865: Malaria exposure in pregnancy: birth outcomes with placental and non-placental malaria infection

Abstract

Malaria infection in pregnancy is a major source of adverse obstetric outcomes in malaria-endemic areas. Our aim was to determine if placental malaria (PM) infection results in worse obstetric outcomes than non-placental malaria infection in pregnancy and to identify risk factors for placental infection. Nested case-control study from a prospective, double-blind randomized control trial of intermittent preventive therapy (IPTp) during pregnancy in Uganda. Women were enrolled from June to October 2014 at 12 to 20 weeks gestational age (GA) and followed through delivery. Malaria exposure was defined as symptomatic infection with confirmatory blood smear or laboratory evidence of malaria infection by loop-mediated isothermal amplification (LAMP), which was performed monthly and at delivery. PM was defined as presence of parasites or pigment on histopathology, parasites on placental blood smear, or positive placental blood LAMP. Cases included malaria-exposed pregnancies with PM. Controls were defined as malaria exposure without PM. Wilcoxon Rank Sum and Fisher exact tests were used to compare continuous and categorical variables respectively. Logistic regression was used for multivariate analysis. Of the 241 patients with malaria exposure in pregnancy, 134 (55.6%) had no evidence of PM and 107 (44.4%) had PM. Median GA at delivery was earlier in the PM group (39.3 ± 2.3wk vs. 40.0 ± 2.0wk, p<0.01) and there was increased incidence of low birth weight <2500g (18.9% versus 7.2%, p=0.01). There was no significant difference in mode of delivery, type of IPTp received, hematologic abnormalities at delivery, pregnancy loss, small for GA infants, or 5 min APGAR score <7. In multivariate analysis, odds of PM were significantly increased in primigravidas (OR 4.3, 95% CI 2.0-9.1, p<0.001) and in women who initiated IPTp after 16 weeks GA (OR 2.4, 95% CI 1.23-4.76, p=0.01).

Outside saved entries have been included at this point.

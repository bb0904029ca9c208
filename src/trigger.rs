use crate::segment::ReadoutChannel;
use crate::Result;
use log::debug;
use std::time::Duration;

/// Decides whether a channel has something to read this cycle.
pub trait TriggerPredicate {
    fn fired(&mut self, channel: &mut dyn ReadoutChannel) -> Result<bool>;
}

/// Fires when the module reports a hit waiting. Never blocks.
#[derive(Debug, Default, Clone, Copy)]
pub struct DataReadyPredicate;

impl TriggerPredicate for DataReadyPredicate {
    fn fired(&mut self, channel: &mut dyn ReadoutChannel) -> Result<bool> {
        channel.data_ready(Duration::ZERO)
    }
}

/// Index of a registered channel, valid until the next `poll` or `remove`.
#[derive(Debug, Clone, Copy, PartialEq, Eq)]
pub struct ChannelHandle(usize);

struct Registration {
    predicate: Box<dyn TriggerPredicate>,
    channel: Box<dyn ReadoutChannel>,
}

/// Ordered (predicate, channel) pairs polled together once per cycle.
#[derive(Default)]
pub struct TriggerAggregator {
    slots: Vec<Registration>,
    worklist: Vec<ChannelHandle>,
}

impl TriggerAggregator {
    pub fn new() -> Self {
        Self::default()
    }

    /// Register a channel. Returns false if one with the same name is already present.
    pub fn add(
        &mut self,
        predicate: Box<dyn TriggerPredicate>,
        channel: Box<dyn ReadoutChannel>,
    ) -> bool {
        let name = &channel.identity().name;
        if self.slots.iter().any(|r| &r.channel.identity().name == name) {
            return false;
        }
        self.slots.push(Registration { predicate, channel });
        true
    }

    /// Unregister by module name, handing the channel back.
    pub fn remove(&mut self, name: &str) -> Option<Box<dyn ReadoutChannel>> {
        let pos = self
            .slots
            .iter()
            .position(|r| r.channel.identity().name == name)?;
        self.worklist.clear();
        Some(self.slots.remove(pos).channel)
    }

    pub fn len(&self) -> usize {
        self.slots.len()
    }

    pub fn is_empty(&self) -> bool {
        self.slots.is_empty()
    }

    /// Evaluate every predicate and rebuild the worklist from those that fired.
    ///
    /// Evaluation never stops early. On failure the worklist is left empty and
    /// the first error is returned.
    pub fn poll(&mut self) -> Result<bool> {
        self.worklist.clear();
        let mut first_err = None;
        for (i, slot) in self.slots.iter_mut().enumerate() {
            match slot.predicate.fired(slot.channel.as_mut()) {
                Ok(true) => self.worklist.push(ChannelHandle(i)),
                Ok(false) => {}
                Err(e) => {
                    first_err.get_or_insert(e);
                }
            }
        }
        if let Some(e) = first_err {
            self.worklist.clear();
            return Err(e);
        }
        debug!(
            "Trigger poll: {} of {} modules ready",
            self.worklist.len(),
            self.slots.len()
        );
        Ok(!self.worklist.is_empty())
    }

    pub fn worklist(&self) -> &[ChannelHandle] {
        &self.worklist
    }

    pub fn worklist_mut(&mut self) -> &mut Vec<ChannelHandle> {
        &mut self.worklist
    }

    pub fn channel_mut(&mut self, handle: ChannelHandle) -> Option<&mut dyn ReadoutChannel> {
        let slot = self.slots.get_mut(handle.0)?;
        Some(slot.channel.as_mut())
    }

    /// Take the most recently fired channel off the worklist.
    pub fn pop_triggered(&mut self) -> Option<&mut dyn ReadoutChannel> {
        let handle = self.worklist.pop()?;
        self.channel_mut(handle)
    }

    /// Every registered channel in registration order.
    pub fn channels(&self) -> impl Iterator<Item = &dyn ReadoutChannel> + '_ {
        self.slots.iter().map(|r| r.channel.as_ref())
    }

    pub fn channels_mut(
        &mut self,
    ) -> impl Iterator<Item = &mut (dyn ReadoutChannel + 'static)> + '_ {
        self.slots.iter_mut().map(|r| r.channel.as_mut())
    }
}
//! A software stand-in for a dig2 digitizer.
//!
//! `SimDigitizer` keeps a parameter tree in memory, honours the read-data
//! format set on its endpoint and produces hits either from a scripted queue
//! or at random with a seeded generator. A [`SimHandle`] shares the queue, an
//! operation log and fault injection with the caller after the device itself
//! has been moved into a readout channel.

use crate::config::{probe_type_tag, ANALOG_PROBE_TYPES, DIGITAL_PROBE_TYPES};
use crate::dig2::{
    channel_par, Digitizer, CMD_ARM, CMD_CLEAR, CMD_DISARM, CMD_RESET, CMD_START, CMD_STOP,
};
use crate::{
    AnalogProbe, DecodedHit, DigitalProbe, FELibReturn, FormatField, ANALOG_PROBES,
    DIGITAL_PROBES,
};
use rand::{rngs::StdRng, Rng, SeedableRng};
use std::{
    cell::RefCell,
    collections::{HashMap, HashSet, VecDeque},
    rc::Rc,
    time::Duration,
};

const DEFAULT_RECORD_LEN: usize = 1024;
const DEFAULT_PRE_TRIGGER: usize = 128;
const BASELINE: i32 = 2048;

const READ_ONLY: &[&str] = &[
    "/par/NumCh",
    "/par/ModelName",
    "/par/SerialNum",
    "/par/ADC_Nbit",
    "/par/ADC_SamplRate",
    "/par/CupVer",
    "/par/FPGA_FwVer",
    "/par/FwType",
];

#[derive(Debug, Default)]
struct Shared {
    log: Vec<String>,
    pending: VecDeque<DecodedHit>,
    faults: HashMap<String, FELibReturn>,
}

/// Caller-side view of a simulated digitizer.
#[derive(Clone, Debug, Default)]
pub struct SimHandle(Rc<RefCell<Shared>>);

impl SimHandle {
    /// Queue a hit to be reported before any random ones.
    pub fn queue_hit(&self, hit: DecodedHit) {
        self.0.borrow_mut().pending.push_back(hit);
    }

    pub fn pending(&self) -> usize {
        self.0.borrow().pending.len()
    }

    /// Make an operation fail with `code` until cleared.
    ///
    /// Keys are `open`, `close`, `endpoint`, `hasdata`, `readdata`,
    /// `cmd:<path>`, `set:<path>` and `get:<path>`.
    pub fn fail_on(&self, key: &str, code: FELibReturn) {
        self.0.borrow_mut().faults.insert(key.to_string(), code);
    }

    pub fn clear_faults(&self) {
        self.0.borrow_mut().faults.clear();
    }

    /// Every operation performed so far, oldest first.
    pub fn ops(&self) -> Vec<String> {
        self.0.borrow().log.clone()
    }

    pub fn count(&self, prefix: &str) -> usize {
        self.0
            .borrow()
            .log
            .iter()
            .filter(|op| op.starts_with(prefix))
            .count()
    }

    pub fn clear_log(&self) {
        self.0.borrow_mut().log.clear();
    }
}

pub struct SimDigitizer {
    num_ch: usize,
    url: Option<String>,
    params: HashMap<String, String>,
    fields: HashSet<String>,
    armed: bool,
    hit_probability: f64,
    rng: StdRng,
    clock_ns: u64,
    shared: SimHandle,
}
#[derive(Deserialize, Clone, Debug)]
#[serde(untagged)]
pub enum ChannelConfig {
    All(bool),
    List(Vec<usize>),
}

#[derive(Deserialize, Clone, Debug)]
#[serde(untagged)]
pub enum DCOffsetConfig {
    Global(f64),
    PerChannel(HashMap<String, f64>),
}

#[derive(Deserialize, Clone, Debug)]
#[serde(untagged)]
pub enum TriggerThr {
    Global(isize),
    PerChannel(HashMap<String, isize>),
}

fn tokens(source: &str) -> impl Iterator<Item = &str> {
    source.split('|').map(str::trim).filter(|t| !t.is_empty())
}

pub fn probe_type_tag(names: &[&str], name: &str) -> Option<u16> {
    names.iter().position(|n| *n == name).map(|p| p as u16)
}

impl PerModuleSettings {
    /// Settings with every optional field at its default.
    pub fn new(name: &str, url: &str, source_id: u32, record_len: usize) -> Self {
        Self {
            name: name.to_string(),
            url: url.to_string(),
            source_id,
            record_len,
            pre_trig_len: 0,
            start_source: default_start_source(),
            trig_source: default_trig_source(),
            en_chans: default_en_chans(),
            dc_offset: None,
            trig_thr: None,
            analog_probes: Vec::new(),
            digital_probes: Vec::new(),
            features: FeatureEnableSet::default(),
        }
    }

    /// True when the run is started by a software command.
    pub fn software_start(&self) -> bool {
        tokens(&self.start_source).any(|t| t == "SWcmd")
    }

    fn invalid(&self, parameter: &str, reason: impl Into<String>) -> ReadoutError {
        ReadoutError::validation(&self.name, parameter, reason)
    }

    fn check_channel(&self, parameter: &str, key: &str, num_ch: usize) -> Result<usize> {
        match key.trim().parse::<usize>() {
            Ok(ch) if ch < num_ch => Ok(ch),
            _ => Err(self.invalid(
                parameter,
                format!("channel '{}' is not in 0..{}", key, num_ch),
            )),
        }
    }

    fn check_tokens(&self, parameter: &str, value: &str, allowed: &[&str]) -> Result<()> {
        if tokens(value).next().is_none() {
            return Err(self.invalid(parameter, "empty source list"));
        }
        match tokens(value).find(|t| !allowed.contains(t)) {
            Some(bad) => Err(self.invalid(parameter, format!("unknown source '{}'", bad))),
            None => Ok(()),
        }
    }

    fn check_probes(
        &self,
        parameter: &str,
        probes: &[String],
        allowed: &[&str],
        max: usize,
    ) -> Result<()> {
        if probes.len() > max {
            return Err(self.invalid(
                parameter,
                format!("{} entries given, at most {} allowed", probes.len(), max),
            ));
        }
        match probes.iter().find(|p| !allowed.contains(&p.as_str())) {
            Some(bad) => Err(self.invalid(parameter, format!("unknown probe '{}'", bad))),
            None => Ok(()),
        }
    }

    /// Type, range and list checks against a module with `num_ch` channels.
    pub fn validate(&self, num_ch: usize) -> Result<()> {
        if !RECORD_LEN_RANGE.contains(&self.record_len) {
            return Err(self.invalid(
                "record_len",
                format!(
                    "{} is outside {}..={}",
                    self.record_len,
                    RECORD_LEN_RANGE.start(),
                    RECORD_LEN_RANGE.end()
                ),
            ));
        }
        if self.pre_trig_len >= self.record_len {
            return Err(self.invalid(
                "pre_trig_len",
                format!("{} is not shorter than the record", self.pre_trig_len),
            ));
        }
        if let ChannelConfig::List(ref channels) = self.en_chans {
            for ch in channels {
                self.check_channel("en_chans", &ch.to_string(), num_ch)?;
            }
        }
        match self.dc_offset {
            Some(DCOffsetConfig::Global(offset)) => self.check_offset(offset)?,
            Some(DCOffsetConfig::PerChannel(ref map)) => {
                for (chan, &offset) in map {
                    self.check_channel("dc_offset", chan, num_ch)?;
                    self.check_offset(offset)?;
                }
            }
            None => {}
        }
        if let Some(TriggerThr::PerChannel(ref map)) = self.trig_thr {
            for chan in map.keys() {
                self.check_channel("trig_thr", chan, num_ch)?;
            }
        }
        self.check_tokens("start_source", &self.start_source, START_SOURCES)?;
        self.check_tokens("trig_source", &self.trig_source, TRIGGER_SOURCES)?;
        self.check_probes(
            "analog_probes",
            &self.analog_probes,
            ANALOG_PROBE_TYPES,
            ANALOG_PROBES,
        )?;
        self.check_probes(
            "digital_probes",
            &self.digital_probes,
            DIGITAL_PROBE_TYPES,
            DIGITAL_PROBES,
        )?;
        Ok(())
    }

    fn check_offset(&self, offset: f64) -> Result<()> {
        if (0.0..=100.0).contains(&offset) {
            Ok(())
        } else {
            Err(self.invalid("dc_offset", format!("{} % is outside 0..=100", offset)))
        }
    }
}

/// Source of per-module configuration.
pub trait ConfigStore {
    fn lookup(&self, name: &str) -> Result<&PerModuleSettings>;

    /// Validate `settings` and write them to the device.
    fn apply(&self, settings: &PerModuleSettings, dev: &mut dyn Digitizer) -> Result<()>;

    fn enabled_features(&self, settings: &PerModuleSettings) -> FeatureEnableSet;
}

fn set(
    settings: &PerModuleSettings,
    dev: &mut dyn Digitizer,
    path: &str,
    value: &str,
) -> Result<()> {
    dev.setvalue(path, value).map_err(|code| {
        ReadoutError::validation(
            &settings.name,
            path,
            format!("device rejected '{}': {}", value, code),
        )
    })
}

impl ConfigStore for Conf {
    fn lookup(&self, name: &str) -> Result<&PerModuleSettings> {
        self.module_settings
            .modules
            .iter()
            .find(|m| m.name == name)
            .ok_or_else(|| ReadoutError::ConfigNotFound(name.to_string()))
    }

    fn apply(&self, s: &PerModuleSettings, dev: &mut dyn Digitizer) -> Result<()> {
        let num_ch: usize = query_value(&s.name, dev, "/par/NumCh")?;
        s.validate(num_ch)?;

        match s.en_chans {
            ChannelConfig::All(enable) => {
                set(s, dev, &all_channels(num_ch, "ChEnable"), &enable.to_string())?;
            }
            ChannelConfig::List(ref channels) => {
                set(s, dev, &all_channels(num_ch, "ChEnable"), "false")?;
                for &ch in channels {
                    set(s, dev, &channel_par(ch, "ChEnable"), "true")?;
                }
            }
        }
        set(s, dev, &all_channels(num_ch, "ChRecordLengthS"), &s.record_len.to_string())?;
        set(s, dev, &all_channels(num_ch, "ChPreTriggerS"), &s.pre_trig_len.to_string())?;
        match s.dc_offset {
            Some(DCOffsetConfig::Global(offset)) => {
                set(s, dev, &all_channels(num_ch, "DCOffset"), &offset.to_string())?;
            }
            Some(DCOffsetConfig::PerChannel(ref map)) => {
                for (chan, offset) in map {
                    let path = format!("/ch/{}/par/DCOffset", chan.trim());
                    set(s, dev, &path, &offset.to_string())?;
                }
            }
            None => {}
        }
        match s.trig_thr {
            Some(TriggerThr::Global(thr)) => {
                set(s, dev, &all_channels(num_ch, "TriggerThr"), &thr.to_string())?;
            }
            Some(TriggerThr::PerChannel(ref map)) => {
                for (chan, thr) in map {
                    let path = format!("/ch/{}/par/TriggerThr", chan.trim());
                    set(s, dev, &path, &thr.to_string())?;
                }
            }
            None => {}
        }
        set(s, dev, "/par/AcqTriggerSource", &s.trig_source)?;
        set(s, dev, "/par/StartSource", &s.start_source)?;
        for (i, probe) in s.analog_probes.iter().enumerate() {
            set(s, dev, &all_channels(num_ch, &format!("WaveAnalogProbe{}", i)), probe)?;
        }
        // Each digital probe entry drives its own WaveDigitalProbeN parameter.
        for (i, probe) in s.digital_probes.iter().enumerate() {
            set(s, dev, &all_channels(num_ch, &format!("WaveDigitalProbe{}", i)), probe)?;
        }
        Ok(())
    }

    fn enabled_features(&self, settings: &PerModuleSettings) -> FeatureEnableSet {
        settings.features
    }
}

For every year increase in maternal age, the odds of PM decreased by 10% (OR 0.9, 95% CI 0.8-0.98, p=0.02). PM was associated with a 4-fold increase in preterm delivery (OR 4.7, 95% CI 1.28-17.5, p=0.02). PM is most likely to occur in primigravidas and young women and is associated with significantly increased risk of preterm delivery as compared to malaria without placental infection. Early initiation of IPTp prior to 16 weeks GA reduces the risk of PM.